The gamechanger in the Forust process is the introduction of a new type of material into the system that does away with industrial thermoplastics altogether and instead uses natural waste materials.
The Forust process upcycles two waste byproducts from wood manufacturing - sawdust and lignin (a natural polymer found in the cell walls of woody plants) to sustainably produce isotropic, high-strength, wood parts.
During the printing process, thin layers of specially treated sawdust are spread and selectively joined by a non-toxic and biodegradable binder to turn them into wood.
The most interesting part is that “digital grain” can be printed onto every layer and parts can then be sanded, stained, polished, dyed, coated and refinished just like real wood.
The Forust process has the ability to mimic almost any wood grain, from Ash to Zebrano, Ebony to Mahogany and achieve a strength that the company claims is similar to conventional wood.

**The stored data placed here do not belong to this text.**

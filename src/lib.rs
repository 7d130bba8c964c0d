//! # seq-query
//!
//! Query-style helpers for ordered in-memory lists.
//!
//! Each helper is a free function over a slice that makes a single pass over
//! it, calling the supplied closure once per visited element in list order.
//! Outputs keep the input order unless the operation is a set conversion.
//!
//! ## Overview
//!
//! - **Traversal**: `for_each`, `filter`, `all`, `any`, `first`, `find`,
//!   `first_or`, `first_or_default`, `find_index`
//! - **Set-like**: `distinct`, `except`, `to_hash_set`
//! - **Transformation**: `select`, `aggregate`, `to_dictionary`,
//!   `to_dictionary_with`
//! - **Grouping**: `group_by` producing [`Grouping`] values
//!
//! [`Query`] wraps a `Vec<T>` for call sites that prefer method chaining.
//!
//! ## Example
//!
//! ```
//! use seq_query::{distinct, filter, find_index, group_by, select};
//!
//! let list = vec![3, 1, 2, 1, 3];
//!
//! assert_eq!(distinct(&list), vec![3, 1, 2]);
//! assert_eq!(filter(&list, |x| *x > 1), vec![3, 2, 3]);
//! assert_eq!(select(&list, |x| x * 2), vec![6, 2, 4, 2, 6]);
//! assert_eq!(find_index(&list, |x| *x == 2), Some(2));
//!
//! let groups = group_by(&list, |x| x % 2);
//! assert_eq!(*groups[0].key(), 1);
//! assert_eq!(groups[0].elements(), &[3, 1, 1, 3]);
//! assert_eq!(*groups[1].key(), 0);
//! assert_eq!(groups[1].elements(), &[2]);
//! ```

pub mod error;
pub mod grouping;
pub mod hashmap;
pub mod query;
pub mod set_ops;
pub mod transform;
pub mod traverse;

pub use error::QueryError;
pub use grouping::{Grouping, group_by};
pub use hashmap::{QueryMap, QuerySet};
pub use query::Query;
pub use set_ops::{distinct, except, to_hash_set};
pub use transform::{DuplicateKeyPolicy, aggregate, select, to_dictionary, to_dictionary_with};
pub use traverse::{all, any, filter, find, find_index, first, first_or, first_or_default, for_each};
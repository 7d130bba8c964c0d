//! Hash container aliases used by the query helpers.

use ahash::RandomState;
use indexmap::IndexMap;

/// Key-unique map returned by `to_dictionary`.
pub type QueryMap<K, V> = std::collections::HashMap<K, V, RandomState>;

/// Set returned by `to_hash_set`.
pub type QuerySet<T> = std::collections::HashSet<T, RandomState>;

// group_by needs first-seen key order, so groups are collected in an
// insertion-ordered map before being turned into `Grouping`s.
pub(crate) type GroupIndex<K, V> = IndexMap<K, V, RandomState>;

pub(crate) fn set_with_capacity<T>(capacity: usize) -> QuerySet<T> {
    QuerySet::with_capacity_and_hasher(capacity, RandomState::new())
}

pub(crate) fn map_with_capacity<K, V>(capacity: usize) -> QueryMap<K, V> {
    QueryMap::with_capacity_and_hasher(capacity, RandomState::new())
}
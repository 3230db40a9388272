//! Core mesh data structures.
//!
//! This module provides the half-edge graph that the patch classifiers read,
//! together with its typed indices and the builder that creates it.
//!
//! # Overview
//!
//! The primary type is [`HalfEdgeMesh`], an arena of vertices, half-edges and
//! faces linked by index. Unlike a triangle-only structure it accepts any
//! polygon, but the patch queries are designed around quads.
//!
//! # Index Types
//!
//! Mesh elements are identified by type-safe index wrappers:
//! - [`VertexId`] - Identifies a vertex
//! - [`HalfEdgeId`] - Identifies a half-edge
//! - [`FaceId`] - Identifies a face
//!
//! These indices are generic over the underlying integer type ([`MeshIndex`] trait),
//! allowing you to choose `u16`, `u32`, or `u64` based on mesh size.
//!
//! # Construction
//!
//! ```
//! use fastpatch::mesh::{HalfEdgeMesh, build_from_quads};
//! use nalgebra::Point3;
//!
//! let vertices = vec![
//!     Point3::new(0.0, 0.0, 0.0),
//!     Point3::new(1.0, 0.0, 0.0),
//!     Point3::new(1.0, 1.0, 0.0),
//!     Point3::new(0.0, 1.0, 0.0),
//! ];
//! let faces = vec![[0, 1, 2, 3]];
//!
//! let mesh: HalfEdgeMesh = build_from_quads(&vertices, &faces).unwrap();
//! assert!(mesh.is_valid());
//! ```

mod builder;
mod halfedge;
mod index;

#[cfg(test)]
pub(crate) mod test_meshes;

pub use builder::{build_from_polygons, build_from_quads, to_face_vertex_polygons};
pub use halfedge::{
    Face, FaceHalfEdgeIter, HalfEdge, HalfEdgeMesh, Vertex, VertexHalfEdgeIter, CORNER_VALENCE,
};
pub use index::{FaceId, HalfEdgeId, MeshIndex, VertexId};
//! Diagnostic reporting for contract violations.
//!
//! Queries that detect misuse they cannot express in their return value hand
//! a message to a [`Reporter`] instead of panicking. The reporter never
//! influences control flow.
//!
//! # Example
//!
//! ```
//! use fastpatch::algo::Reporter;
//!
//! let reporter = Reporter::new(|message| eprintln!("patch error: {}", message));
//! reporter.report("Transition patch is not quad");
//! ```

/// A sink for diagnostic messages.
pub struct Reporter {
    callback: Box<dyn Fn(&str) + Send + Sync>,
}

impl Reporter {
    /// Create a new reporter with the given callback.
    pub fn new<F>(callback: F) -> Self
    where
        F: Fn(&str) + Send + Sync + 'static,
    {
        Self {
            callback: Box::new(callback),
        }
    }

    /// Report a message.
    #[inline]
    pub fn report(&self, message: &str) {
        (self.callback)(message);
    }

    /// Create a reporter that forwards messages to the `log` facade at
    /// error level.
    pub fn log() -> Self {
        Self::new(|message| log::error!("{}", message))
    }

    /// Create a no-op reporter that discards all messages.
    pub fn none() -> Self {
        Self::new(|_| {})
    }
}

impl Default for Reporter {
    fn default() -> Self {
        Self::log()
    }
}

impl std::fmt::Debug for Reporter {
    fn fmt(&self, f: &mut std::fmt::Formatter<'_>) -> std::fmt::Result {
        f.debug_struct("Reporter").finish_non_exhaustive()
    }
}

#[cfg(test)]
mod tests {
    use super::*;
    use std::sync::{Arc, Mutex};

    #[test]
    fn test_callback_receives_message() {
        let seen = Arc::new(Mutex::new(Vec::new()));
        let sink = Arc::clone(&seen);
        let reporter = Reporter::new(move |m| sink.lock().unwrap().push(m.to_string()));

        reporter.report("first");
        reporter.report("second");

        assert_eq!(*seen.lock().unwrap(), vec!["first", "second"]);
    }

    #[test]
    fn test_none_and_log_do_not_panic() {
        Reporter::none().report("dropped");
        Reporter::default().report("logged");
    }
}
//! # Fastpatch
//!
//! Topology queries for hardware patch rendering of quad-dominant
//! subdivision meshes.
//!
//! Fastpatch builds a half-edge graph from a polygon mesh and answers the
//! questions a patch renderer asks about it: which rule applies to every
//! vertex, where creases run, which faces sit on the boundary or border a
//! finer level, and which control points feed each patch.
//!
//! ## Features
//!
//! - **Half-edge data structure**: O(1) adjacency queries with type-safe indices
//! - **Valence codes**: interior, boundary and corner vertices in one signed integer
//! - **Crease handling**: per-edge sharpness, straight-crease detection
//! - **Index extraction**: vertex one-rings and 16-point quad patches
//! - **Parallel passes**: whole-mesh classification with rayon
//!
//! ## Quick Start
//!
//! ```no_run
//! use fastpatch::prelude::*;
//! use fastpatch::algo::batch::{classify_vertices, ClassStatistics};
//! use fastpatch::algo::ClassifyOptions;
//!
//! let mesh: HalfEdgeMesh = fastpatch::io::load("cage.obj").unwrap();
//!
//! let summaries = classify_vertices(&mesh, &ClassifyOptions::default());
//! let stats = ClassStatistics::from_vertices(&summaries);
//! println!("{} regular, {} extraordinary", stats.regular, stats.extraordinary);
//! ```
//!
//! ## Building Meshes Programmatically
//!
//! ```
//! use fastpatch::prelude::*;
//! use fastpatch::algo::vertex::{classify_one_ring, VertexClass};
//! use nalgebra::Point3;
//!
//! // A 2x2 grid of quads
//! let vertices: Vec<Point3<f64>> = (0..9)
//!     .map(|k| Point3::new((k % 3) as f64, (k / 3) as f64, 0.0))
//!     .collect();
//! let faces = vec![[0, 1, 4, 3], [1, 2, 5, 4], [3, 4, 7, 6], [4, 5, 8, 7]];
//!
//! let mut mesh: HalfEdgeMesh = build_from_quads(&vertices, &faces).unwrap();
//! assert_eq!(mesh.valence(VertexId::new(0)), -2);
//! assert_eq!(mesh.valence(VertexId::new(1)), -3);
//! assert_eq!(mesh.valence(VertexId::new(4)), 4);
//!
//! // A straight crease through the center
//! mesh.set_crease(VertexId::new(3), VertexId::new(4), 2.0).unwrap();
//! mesh.set_crease(VertexId::new(4), VertexId::new(5), 2.0).unwrap();
//!
//! let center = classify_one_ring(&mesh, VertexId::new(4));
//! assert_eq!(center.class, VertexClass::Interior { valence: 4 });
//! assert_eq!(center.crease_count, 2);
//! assert_eq!(center.average_sharpness, 2.0);
//! ```
//!
//! ## Mesh Traversal
//!
//! ```
//! use fastpatch::prelude::*;
//! use nalgebra::Point3;
//!
//! # let vertices: Vec<Point3<f64>> = (0..9)
//! #     .map(|k| Point3::new((k % 3) as f64, (k / 3) as f64, 0.0))
//! #     .collect();
//! # let faces = vec![[0, 1, 4, 3], [1, 2, 5, 4], [3, 4, 7, 6], [4, 5, 8, 7]];
//! # let mesh: HalfEdgeMesh = build_from_quads(&vertices, &faces).unwrap();
//! // Iterate over neighbors of a vertex
//! let v = VertexId::new(4);
//! for neighbor in mesh.vertex_neighbors(v) {
//!     println!("Neighbor: {:?}", neighbor);
//! }
//!
//! // Get the corners of a face
//! let corners: Vec<VertexId> = mesh.face_vertices(FaceId::new(0)).collect();
//! assert_eq!(corners.len(), 4);
//! ```

#![warn(missing_docs)]
#![warn(clippy::all)]

pub mod algo;
pub mod error;
pub mod io;
pub mod mesh;

/// Prelude module for convenient imports.
///
/// This module re-exports the most commonly used types and functions:
///
/// ```
/// use fastpatch::prelude::*;
/// ```
pub mod prelude {
    pub use crate::error::{MeshError, Result};
    pub use crate::mesh::{
        build_from_polygons, build_from_quads, to_face_vertex_polygons, Face, FaceId, HalfEdge,
        HalfEdgeId, HalfEdgeMesh, MeshIndex, Vertex, VertexId,
    };
}

// Re-export nalgebra types for convenience
pub use nalgebra;

#[cfg(test)]
mod tests {
    use super::prelude::*;
    use nalgebra::Point3;

    #[test]
    fn test_single_quad() {
        let vertices = vec![
            Point3::new(0.0, 0.0, 0.0),
            Point3::new(1.0, 0.0, 0.0),
            Point3::new(1.0, 1.0, 0.0),
            Point3::new(0.0, 1.0, 0.0),
        ];

        let mesh: HalfEdgeMesh = build_from_quads(&vertices, &[[0, 1, 2, 3]]).unwrap();

        assert_eq!(mesh.num_vertices(), 4);
        assert_eq!(mesh.num_faces(), 1);
        // No face-less half-edges: an open quad has exactly four
        assert_eq!(mesh.num_halfedges(), 4);
        assert!(mesh.is_valid());

        for v in mesh.vertex_ids() {
            assert!(mesh.is_boundary_vertex(v), "vertex {:?} should be on boundary", v);
            assert_eq!(mesh.valence(v), -2);
        }
    }
}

Building a greener future through 3D printed wood
Forust was born with the aim of recycling wood waste into usable end-use products.
Every year, approximately 15 billion trees are cut down to produce paper, build homes and make furniture. From this, millions of tons of wood are generated annually. While a portion of this is recovered to make particle board or wood pellets for energy, the remainder is sent to landfill or incinerated.
Although sawdust is biodegradable, Forust points out on their site that sawdust can be harmful to the environment in large quantities when landfilled. Burned wood waste contributes to air pollution. "As it decomposes, sawdust releases high concentrations of lignin and fatty acids, which can contaminate water supplies, potentially poisoning wildlife and micro-organisms," explains Forust.
Forust is essentially changing the cycle of wood waste by diverting the waste from our landfills and waterways and upcycling the wood waste into architectural elements, consumer & home goods, furniture, and more.
Waste reimagined
Forust is expanding the design possibilities of making things out of wood with no waste.
By creating objects additively layer by layer, Forust can make any shape or form offering architects, designers and manufacturers a new path to explore complex new geometries and designs that would be difficult or impossible to produce with traditional woodworking methods.
Forust can be used for almost anything, from consumer products, furniture, home goods, architectural accents, consumer electronics, instruments, aviation, boats and interior and exterior elements.
The applications for Forust’s wood parts are really limitless, and is really up to the designers imagination.
To learn more about Forust, visit www.forust.com
Sustainability Advantages
Upcycling Forust transforms two waste by products from wood manufacturing - sawdust and lignin - to produce isotropic, high-strength, sustainable wood parts. Reusing waste materials takes far less energy, water, chemicals and other resources required to make new virgin materials.
Less waste Additive manufacturing is the basis behind 3D printing. Instead of removing material, it “adds” material layer by layer so that only what is required gets used. It generates significantly less waste than traditional subtractive manufacturing methods since material doesn't need to be cut away and discarded.